Shawqi Shaw (left) and Professor Juan Felipe Torres with the first prototype of thermal diffusion desalination. Credit: ANU College of Engineering, Computing and Cybernetics
Researchers from the Australian National University have proposed a new method for desalinating water that avoids many of the unwanted side effects of traditional desalination techniques and reduces the energy required by about 80%.
Fresh water has become a critical issue in many regions around the world, and some already rely on desalination, that is, extracting fresh water from ocean water.

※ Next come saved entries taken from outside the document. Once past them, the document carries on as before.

impl ParticleStore {
    /// An empty store with `n_bins` empty bins.
    pub fn with_bins(n_bins: usize) -> Self {
        Self {
            particles: Vec::new(),
            bins: vec![BinRange::default(); n_bins],
        }
    }

    /// Bin an unordered set of particles by axis-0 coordinate.
    ///
    /// Bins are `bin_width` wide starting at `origin`. Relative order of
    /// particles within a bin follows their order in `particles`.
    ///
    /// # Errors
    /// `InvariantViolation` if a particle lies outside
    /// `[origin, origin + n_bins * bin_width)`.
    pub fn from_particles(
        particles: Vec<Particle>,
        origin: f64,
        bin_width: f64,
        n_bins: usize,
    ) -> Result<Self, ExchangeError> {
        let mut counts = vec![0usize; n_bins];
        let mut slot = Vec::with_capacity(particles.len());
        for p in &particles {
            let b = Self::bin_index(p.coord(0), origin, bin_width, n_bins).ok_or_else(|| {
                ExchangeError::invariant(
                    ErrorContext::default(),
                    format!(
                        "particle {} at x = {} lies outside the binned range",
                        p.id,
                        p.coord(0)
                    ),
                )
            })?;
            counts[b] += 1;
            slot.push(b);
        }
        let mut bins = Vec::with_capacity(n_bins);
        let mut offset = 0usize;
        for &c in &counts {
            bins.push(BinRange::new(offset, offset + c));
            offset += c;
        }
        let mut cursor: Vec<usize> = bins.iter().map(|b| b.start).collect();
        let mut sorted = vec![Particle::default(); particles.len()];
        for (p, b) in particles.into_iter().zip(slot) {
            sorted[cursor[b]] = p;
            cursor[b] += 1;
        }
        let store = Self {
            particles: sorted,
            bins,
        };
        store.debug_assert_invariants();
        Ok(store)
    }

    /// Bin holding axis-0 coordinate `x`, for bins `width` wide from `origin`.
    ///
    /// A coordinate whose quotient rounds up to exactly `n_bins` while still
    /// lying below the upper edge is placed in the last bin.
    pub fn bin_index(x: f64, origin: f64, width: f64, n_bins: usize) -> Option<usize> {
        let offset = x - origin;
        if !(offset >= 0.0) || n_bins == 0 {
            return None;
        }
        let b = (offset / width).floor() as usize;
        if b < n_bins {
            Some(b)
        } else if b == n_bins && offset < width * n_bins as f64 {
            log::warn!("bin lookup for x = {x} rounded onto the upper edge; clamped");
            Some(n_bins - 1)
        } else {
            None
        }
    }

    /// Number of records, including any not yet covered by a bin.
    #[inline]
    pub fn len(&self) -> usize {
        self.particles.len()
    }

    /// Whether the store holds no records.
    #[inline]
    pub fn is_empty(&self) -> bool {
        self.particles.is_empty()
    }

    /// Number of bins.
    #[inline]
    pub fn n_bins(&self) -> usize {
        self.bins.len()
    }

    /// All bin ranges, in order.
    #[inline]
    pub fn bins(&self) -> &[BinRange] {
        &self.bins
    }

    /// Range of bin `b`.
    pub fn bin(&self, b: usize) -> Result<BinRange, ExchangeError> {
        self.bins
            .get(b)
            .copied()
            .ok_or(ExchangeError::IndexOutOfRange {
                index: b,
                len: self.bins.len(),
            })
    }

    /// Replace the bin table. The new table must satisfy the store invariants.
    pub fn set_bins(&mut self, bins: Vec<BinRange>) -> Result<(), ExchangeError> {
        let old = std::mem::replace(&mut self.bins, bins);
        if let Err(e) = self.validate_invariants() {
            self.bins = old;
            return Err(e);
        }
        Ok(())
    }

    /// All records as a slice.
    #[inline]
    pub fn as_slice(&self) -> &[Particle] {
        &self.particles
    }

    /// Records of bin `b`.
    pub fn bin_slice(&self, b: usize) -> Result<&[Particle], ExchangeError> {
        let r = self.bin(b)?;
        self.particles
            .get(r.start..r.end)
            .ok_or(ExchangeError::IndexOutOfRange {
                index: r.end,
                len: self.particles.len(),
            })
    }

    /// Record at index `i`.
    pub fn get(&self, i: usize) -> Result<&Particle, ExchangeError> {
        let len = self.particles.len();
        self.particles
            .get(i)
            .ok_or(ExchangeError::IndexOutOfRange { index: i, len })
    }

    /// Mutable record at index `i`.
    pub fn get_mut(&mut self, i: usize) -> Result<&mut Particle, ExchangeError> {
        let len = self.particles.len();
        self.particles
            .get_mut(i)
            .ok_or(ExchangeError::IndexOutOfRange { index: i, len })
    }

    /// Append a record at the tail. Bins are not touched.
    pub fn append(&mut self, p: Particle) -> usize {
        self.particles.push(p);
        self.particles.len() - 1
    }

    /// Append a record and extend the last bin over it.
    ///
    /// Used to park a record that still has to leave on a later axis, so that
    /// the deletion pass finds it inside a bin.
    pub fn append_to_last_bin(&mut self, p: Particle) -> Result<usize, ExchangeError> {
        let len = self.particles.len();
        let n_bins = self.bins.len();
        let last = self.bins.last_mut().ok_or_else(|| {
            ExchangeError::invariant(ErrorContext::default(), "store has no bins")
        })?;
        if last.end != len {
            return Err(ExchangeError::invariant(
                ErrorContext::bin(n_bins - 1),
                format!("last bin ends at {} but store holds {len}", last.end),
            ));
        }
        last.end += 1;
        self.particles.push(p);
        Ok(len)
    }

    /// Copy record `src` over record `dst`.
    pub fn overwrite(&mut self, dst: usize, src: usize) -> Result<(), ExchangeError> {
        let p = *self.get(src)?;
        *self.get_mut(dst)? = p;
        Ok(())
    }

    /// Copy `count` records starting at `src` to `dst` (ranges may overlap).
    pub fn overwrite_range(
        &mut self,
        src: usize,
        dst: usize,
        count: usize,
    ) -> Result<(), ExchangeError> {
        let len = self.particles.len();
        let src_end = src
            .checked_add(count)
            .ok_or(ExchangeError::IndexOutOfRange { index: src, len })?;
        let dst_end = dst
            .checked_add(count)
            .ok_or(ExchangeError::IndexOutOfRange { index: dst, len })?;
        if src_end > len {
            return Err(ExchangeError::IndexOutOfRange {
                index: src_end - 1,
                len,
            });
        }
        if dst_end > len {
            return Err(ExchangeError::IndexOutOfRange {
                index: dst_end - 1,
                len,
            });
        }
        self.particles.copy_within(src..src_end, dst);
        Ok(())
    }

    /// Copy external records into `[offset, offset + src.len())`.
    pub fn write_at(&mut self, offset: usize, src: &[Particle]) -> Result<(), ExchangeError> {
        let len = self.particles.len();
        let end = offset
            .checked_add(src.len())
            .ok_or(ExchangeError::IndexOutOfRange { index: offset, len })?;
        let dst = self
            .particles
            .get_mut(offset..end)
            .ok_or(ExchangeError::IndexOutOfRange {
                index: end.saturating_sub(1),
                len,
            })?;
        dst.copy_from_slice(src);
        Ok(())
    }

    /// Truncate the store to `from` records.
    pub fn erase_tail(&mut self, from: usize) -> Result<(), ExchangeError> {
        if from > self.particles.len() {
            return Err(ExchangeError::IndexOutOfRange {
                index: from,
                len: self.particles.len(),
            });
        }
        self.particles.truncate(from);
        Ok(())
    }

    /// Reserve `n` blank records at the tail. Bins are not touched.
    pub fn create_blank(&mut self, n: usize) {
        self.particles
            .resize(self.particles.len() + n, Particle::default());
    }

    /// Verify every record's axis-0 coordinate lies in its bin's slice.
    pub fn check_binning(&self, origin: f64, bin_width: f64) -> Result<(), ExchangeError> {
        self.validate_invariants()?;
        let n_bins = self.bins.len();
        for (b, range) in self.bins.iter().enumerate() {
            for p in &self.particles[range.start..range.end] {
                let found = Self::bin_index(p.coord(0), origin, bin_width, n_bins);
                if found != Some(b) {
                    return Err(ExchangeError::invariant(
                        ErrorContext::bin(b),
                        format!(
                            "particle {} at x = {} belongs to bin {:?}",
                            p.id,
                            p.coord(0),
                            found
                        ),
                    ));
                }
            }
        }
        Ok(())
    }
}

Humans now use about a third of all freshwater discharges, and it is expected to reach half by mid-century, especially in areas such as Israel, Mexico City, India, Southern California and many others. Water availability will arguably be the most serious crisis facing humanity this century, and will get worse as climate change melts snow, increases evaporation from surface water, changes patterns and amounts of precipitation, and increases the amount of water in the atmosphere.
A 2018 World Bank report found that about 300 million people in more than 150 countries around the world depend on desalination at an energy cost of 3 kilowatt-hours per cubic meter (kWh/m).3), a 10-fold decrease since 1970. However, desalination accounts for a quarter of the energy used to supply water, requiring about 100 billion kilowatt-hours of energy in 2018.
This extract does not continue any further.